Eötvös Loránd University
- Latin: Universitas Scientiarum Budapestinensis De Rolando Eötvös Nominata
- Motto: Community of Knowledge
- Type: Public research university
- Established: 1635; 391 years ago
- Affiliations: Coimbra Group; Utrecht Network; UNICA; EUA; AUF;
- Chancellor: Gyula Scheuer
- Rector: Lénárd Darázs
- Faculty: 1,800
- Students: c. 27,000
- Undergraduates: 16,017
- Postgraduates: 8,547
- Doctoral students: 1,442
- Location: Budapest, Hungary 47°29′26″N 19°03′31″E﻿ / ﻿47.4906°N 19.0585°E
- Campus: Urban;
- Sporting affiliations: Budapesti EAC
- Website: elte.hu/en

= Eötvös Loránd University =

Public research university in Budapest, Hungary

Eötvös Loránd University (Eötvös Loránd Tudományegyetem, ELTE, also known as University of Budapest) is a public research university based in Budapest, Hungary.
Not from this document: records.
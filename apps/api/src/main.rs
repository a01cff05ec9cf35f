mod config;
mod errors;
mod export;
mod insights;
mod llm_client;
mod models;
mod routes;
mod session;
mod state;
mod surface;
mod templates;

use std::net::SocketAddr;
use std::sync::Arc;
use std::time::Duration;

use anyhow::{Context, Result};
use tower_http::{cors::CorsLayer, trace::TraceLayer};
use tracing::info;
use tracing_subscriber::{layer::SubscriberExt, util::SubscriberInitExt, EnvFilter};

use crate::config::Config;
use crate::export::SvgRasterizer;
use crate::llm_client::LlmClient;
use crate::routes::build_router;
use crate::state::AppState;

#[tokio::main]
async fn main() -> Result<()> {
    // Load configuration first (fails on missing required env vars)
    let config = Config::from_env()?;

    // Initialize structured logging
    tracing_subscriber::registry()
        .with(EnvFilter::try_from_default_env().unwrap_or_else(|_| {
            EnvFilter::new(format!(
                "{}={}",
                env!("CARGO_PKG_NAME").replace('-', "_"),
                &config.rust_log
            ))
        }))
        .with(tracing_subscriber::fmt::layer())
        .init();

    info!("Starting CV Builder API v{}", env!("CARGO_PKG_VERSION"));

    // Initialize LLM client
    let llm = LlmClient::new(config.gemini_api_key.clone()).context("Failed to build LLM client")?;
    info!("LLM client initialized (model: {})", llm_client::MODEL);

    // Font loading scans the system font directories; keep it off the runtime threads.
    let font_dir = config.font_dir.clone();
    let rasterizer = tokio::task::spawn_blocking(move || SvgRasterizer::new(font_dir.as_deref()))
        .await
        .context("Font loading task failed")?;

    let state = AppState::new(config.clone(), Arc::new(llm), Arc::new(rasterizer));
    info!(
        scale = state.export_settings.scale,
        jpeg_quality = state.export_settings.jpeg_quality,
        archive = ?config.export_archive_dir,
        "Export settings"
    );

    // Idle sessions are swept a few times per TTL window.
    let sweep_every = (config.session_ttl / 4).max(Duration::from_secs(1));
    state.sessions.spawn_sweeper(config.session_ttl, sweep_every);
    info!(ttl_secs = config.session_ttl.as_secs(), "Session expiry enabled");

    // Build router
    let app = build_router(state)
        .layer(TraceLayer::new_for_http())
        .layer(CorsLayer::permissive()); // TODO: restrict origins once the web client has a fixed host

    let addr: SocketAddr = format!("0.0.0.0:{}", config.port).parse()?;
    info!("Listening on {addr}");

    let listener = tokio::net::TcpListener::bind(addr).await?;
    axum::serve(listener, app).await?;

    Ok(())
}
Founded in 1635, it is the longest continuously operating university in the country.

The almost 30 thousand students at ELTE are organized into nine faculties, and into research institutes located throughout Budapest and on the scenic banks of the Danube. ELTE is affiliated with 7 Nobel laureates, as well as winners of the Wolf Prize, Fulkerson Prize and Abel Prize, the latest of which was Nobel Prize in Literature winner László Krasznahorkai in 2025.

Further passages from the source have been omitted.